TCSPC upgrade of a confocal FCS microscope

Abstract

We extended the measurement capabilities of the Carl Zeiss ConfoCor 1 FCS microscope by (a) using pulsed picosecond diode lasers instead of a continuous wave (CW) laser excitation, (b) introducing a fast single photon avalanche diode detector, and (c) exploiting the capabilities of the PicoQuant TimeHarp 200 board. When the time-tagged time-resolved (TTTR) mode of the TimeHarp is utilized, the complete fluorescence dynamics are recorded. That is, the time-evolution of the fluctuations and the fluorescence decay kinetics are captured simultaneously. Recording individual photon events (without on-the-fly data reduction like in hardware correlators) preserves the full information content of the measurement for virtually unlimited data analysis tasks and provides a much more detailed view of processes happening in the detection volume. For example, autocorrelation functions of dyes in a mixture can be separated and/or their cross-correlation can be investigated.
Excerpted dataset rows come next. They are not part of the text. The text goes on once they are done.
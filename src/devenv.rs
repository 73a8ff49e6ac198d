//! Guarded editable install of the local anita checkout.
//!
//! The whole flow is one conditional: if the `python3` on PATH does not live
//! inside the project virtualenv, refuse with exit code 1; otherwise run
//! `pip install -e ~/anita` and let pip's exit code stand.

use std::path::{Path, PathBuf};
use std::process::{Command, Stdio};

use colored::*;

use crate::errors::SetupError;
use crate::pathfinder;
use crate::timer::Timer;

/// Substring of the resolved `python3` path that identifies the project venv.
pub const VENV_MARKER: &str = "anita";

/// Directory under `$HOME` holding the editable checkout.
pub const CHECKOUT_DIR: &str = "anita";

/// Path of the `python3` the shell would execute.
pub fn resolve_python3() -> Result<PathBuf, SetupError> {
    let finder = if cfg!(target_os = "windows") { "where" } else { "which" };
    let output = Command::new(finder)
        .arg("python3")
        .stderr(Stdio::null())
        .output()?;

    if !output.status.success() {
        return Err(SetupError::PythonNotFound);
    }

    let stdout = String::from_utf8_lossy(&output.stdout);
    match stdout.lines().next().map(str::trim) {
        Some(line) if !line.is_empty() => Ok(PathBuf::from(line)),
        _ => Err(SetupError::PythonNotFound),
    }
}

/// Whether this interpreter path belongs to the project virtualenv.
pub fn venv_active(python: &Path) -> bool {
    python.to_string_lossy().contains(VENV_MARKER)
}

/// Resolve `python3` and require the virtualenv marker in its path.
pub fn guard() -> Result<PathBuf, SetupError> {
    let python = resolve_python3()?;
    if !venv_active(&python) {
        return Err(SetupError::WrongEnvironment(pathfinder::safe(&python)));
    }
    Ok(python)
}

/// The fixed install target, `~/anita`.
pub fn checkout_dir() -> Result<PathBuf, SetupError> {
    pathfinder::home_dir()
        .map(|home| home.join(CHECKOUT_DIR))
        .ok_or(SetupError::HomeNotSet)
}

/// Run `pip install -e` on `dir`, streaming pip's own output.
///
/// A killed pip reports as exit code 1.
pub fn editable_install(dir: &Path) -> Result<i32, SetupError> {
    let status = Command::new("pip")
        .arg("install")
        .arg("-e")
        .arg(dir)
        .status()
        .map_err(SetupError::PipUnavailable)?;

    Ok(status.code().unwrap_or(1))
}

/// Guard the environment, then delegate to pip.
///
/// Returns pip's exit code for the caller to exit with. Nothing is printed
/// about a pip failure beyond pip's own output.
pub fn dev_install() -> Result<i32, SetupError> {
    let python = guard()?;
    println!(
        "{} anita virtualenv active ({})",
        "✔".green(),
        pathfinder::safe(&python)
    );

    let target = checkout_dir()?;
    println!(
        "{} pip install -e {}",
        "→".cyan(),
        pathfinder::safe(&target)
    );

    let timer = Timer::start();
    let code = editable_install(&target)?;
    if code == 0 {
        println!(
            "{} editable install finished {}",
            "✔".green(),
            timer.read()
        );
    }
    Ok(code)
}
//! Context-free utility functions.

use std::collections::HashMap;
use std::fs;
use std::path::{Path, PathBuf};

use anyhow::Result;
use serde_json::{Map, Value};
use sha2::{Digest, Sha256};

/// Shorten a string to at most `max` characters, ellipsis included.
///
/// ```
/// assert_eq!(anita::util::shorten("A long enough sentence", 10), "A long ...");
/// assert_eq!(anita::util::shorten("short", 10), "short");
/// ```
pub fn shorten(s: &str, max: usize) -> String {
    if s.chars().count() <= max {
        return s.to_string();
    }
    let cut: String = s.chars().take(max.saturating_sub(3)).collect();
    format!("{}...", cut)
}

/// Convert a data volume like 3485678 to a human readable format.
///
/// 1024-based, one decimal; plain integers below 1024 stay bare.
///
/// ```
/// assert_eq!(anita::util::hr(3485678.0), "3.3 MB");
/// assert_eq!(anita::util::hr(17.0), "17");
/// ```
pub fn hr(n: f64) -> String {
    const UNITS: [&str; 6] = ["", "kB", "MB", "GB", "TB", "PB"];
    let mut value = n;
    let mut power = 0;
    while value >= 1024.0 && power < UNITS.len() - 1 {
        value /= 1024.0;
        power += 1;
    }
    if power == 0 {
        format!("{}", value as i64)
    } else {
        format!("{:.1} {}", value, UNITS[power])
    }
}

/// Filter documents to the fields whose key contains any of the filter
/// terms; documents left with no matching field are dropped.
pub fn only_fields_like(
    documents: &[Map<String, Value>],
    filter_terms: &[&str],
) -> Vec<Map<String, Value>> {
    documents
        .iter()
        .filter_map(|document| {
            let matching: Map<String, Value> = document
                .iter()
                .filter(|(key, _)| filter_terms.iter().any(|term| key.contains(term)))
                .map(|(key, value)| (key.clone(), value.clone()))
                .collect();
            if matching.is_empty() {
                None
            } else {
                Some(matching)
            }
        })
        .collect()
}

/// Render rows as fixed-width table lines, one string per row.
///
/// Columns are the caller's `fields` (in order) extended by any further keys
/// encountered; widths fit the longest value. A missing field prints `-`,
/// and a value equal to the one directly above prints blank.
pub fn render_as_ascii_table(rows: &[Map<String, Value>], fields: Option<&[&str]>) -> Vec<String> {
    let mut order: Vec<String> = Vec::new();
    let mut widths: HashMap<String, usize> = HashMap::new();

    if let Some(fields) = fields {
        for field in fields {
            order.push((*field).to_string());
            widths.insert((*field).to_string(), 0);
        }
    }
    for row in rows {
        for (key, value) in row {
            let len = plain(value).chars().count();
            match widths.get_mut(key) {
                Some(width) => *width = (*width).max(len),
                None => {
                    order.push(key.clone());
                    widths.insert(key.clone(), len);
                }
            }
        }
    }

    let mut last: HashMap<&String, String> =
        order.iter().map(|f| (f, " ".to_string())).collect();
    let mut lines = Vec::with_capacity(rows.len());
    for row in rows {
        let mut cells = Vec::with_capacity(order.len());
        for field in &order {
            let mut val = match row.get(field) {
                Some(value) => plain(value),
                None => "-".to_string(),
            };
            if last.get(field) == Some(&val) {
                val = " ".to_string();
            } else {
                last.insert(field, val.clone());
            }
            cells.push(pad(&val, widths.get(field).copied().unwrap_or(0)));
        }
        lines.push(cells.join(" | "));
    }
    lines
}

// strings print without their JSON quotes
fn plain(v: &Value) -> String {
    match v {
        Value::String(s) => s.clone(),
        other => other.to_string(),
    }
}

fn pad(s: &str, width: usize) -> String {
    let len = s.chars().count();
    if len >= width {
        s.to_string()
    } else {
        format!("{}{}", s, " ".repeat(width - len))
    }
}

/// SHA-256 hex fingerprint over files and directory trees.
///
/// Directories are walked recursively with entries sorted by name, so the
/// fingerprint is stable across runs and platforms.
pub fn content_hash<P: AsRef<Path>>(paths: &[P]) -> Result<String> {
    let mut hasher = Sha256::new();
    for path in paths {
        hash_path(path.as_ref(), &mut hasher)?;
    }
    Ok(format!("{:x}", hasher.finalize()))
}

fn hash_path(path: &Path, hasher: &mut Sha256) -> Result<()> {
    if path.is_file() {
        hasher.update(fs::read(path)?);
    } else if path.is_dir() {
        let mut entries: Vec<PathBuf> = fs::read_dir(path)?
            .map(|entry| entry.map(|e| e.path()))
            .collect::<Result<_, _>>()?;

        entries.sort();

        for entry in entries {
            hash_path(&entry, hasher)?;
        }
    }
    Ok(())
}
These virtual two-channel measurements are performed utilizing a single detection channel setup. The time-resolved FCS is a powerful tool in biological studies and is demonstrated here on unilamellar vesicles giving clear evidence for Bodipy dye exchange between them. The described upgrade scenario is applicable to other confocal microscopes as well. In principle, any FCS system so far utilizing conventional CW lasers can benefit from pulsed excitation and the original functionality of the setup is fully preserved.